==== Extracted material ====

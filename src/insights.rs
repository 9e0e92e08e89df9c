// Threshold rules over MoodStats.
// Every matching rule adds one insight; an empty list means no banner.

use serde::Serialize;

use crate::stats::MoodStats;

const STREAK_THRESHOLD: u32 = 7;
const TREND_THRESHOLD: f64 = 0.5;
const POSITIVE_AVERAGE: f64 = 4.0;

#[derive(Debug, Clone, PartialEq, Serialize)]
pub struct Insight {
    pub id: &'static str,
    pub text: String,
}

pub fn generate_insights(stats: &MoodStats) -> Vec<Insight> {
    let mut insights = Vec::new();

    if stats.current_streak >= STREAK_THRESHOLD {
        insights.push(Insight {
            id: "streak",
            text: format!(
                "Great job! You've been consistently tracking your mood for {} days.",
                stats.current_streak
            ),
        });
    }

    match trend_direction(stats.weekly_trend) {
        TrendDirection::Up => insights.push(Insight {
            id: "trend-up",
            text: "Your mood has been trending upward this week compared to last week!".to_string(),
        }),
        TrendDirection::Down => insights.push(Insight {
            id: "trend-down",
            text: "Your mood has been lower this week. Consider practicing some self-care activities."
                .to_string(),
        }),
        TrendDirection::Flat => {}
    }

    if stats.average_mood >= POSITIVE_AVERAGE {
        insights.push(Insight {
            id: "positive",
            text: "You've been maintaining a positive mood overall. Keep up the great work!"
                .to_string(),
        });
    }

    insights
}

#[derive(Debug, Clone, Copy, PartialEq, Eq, Serialize)]
#[serde(rename_all = "lowercase")]
pub enum TrendDirection {
    Up,
    Down,
    Flat,
}

pub fn trend_direction(weekly_trend: f64) -> TrendDirection {
    if weekly_trend > TREND_THRESHOLD {
        TrendDirection::Up
    } else if weekly_trend < -TREND_THRESHOLD {
        TrendDirection::Down
    } else {
        TrendDirection::Flat
    }
}

// Badge text: "+1.2", "-0.8", or "0.0" inside the dead band.
pub fn trend_text(weekly_trend: f64) -> String {
    match trend_direction(weekly_trend) {
        TrendDirection::Up => format!("+{weekly_trend:.1}"),
        TrendDirection::Down => format!("{weekly_trend:.1}"),
        TrendDirection::Flat => "0.0".to_string(),
    }
}

#[derive(Debug, Clone, PartialEq, Serialize)]
#[serde(rename_all = "camelCase")]
pub struct TrendBadge {
    pub direction: TrendDirection,
    pub text: String,
    pub emoji: &'static str,
}

pub fn trend_badge(weekly_trend: f64) -> TrendBadge {
    let direction = trend_direction(weekly_trend);
    TrendBadge {
        direction,
        text: trend_text(weekly_trend),
        emoji: match direction {
            TrendDirection::Up => "📈",
            TrendDirection::Down => "📉",
            TrendDirection::Flat => "➡️",
        },
    }
}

====

Each line of the listing that holds the string "format" counts once; state how many there are, with nothing added.

▶ [Task response]:
3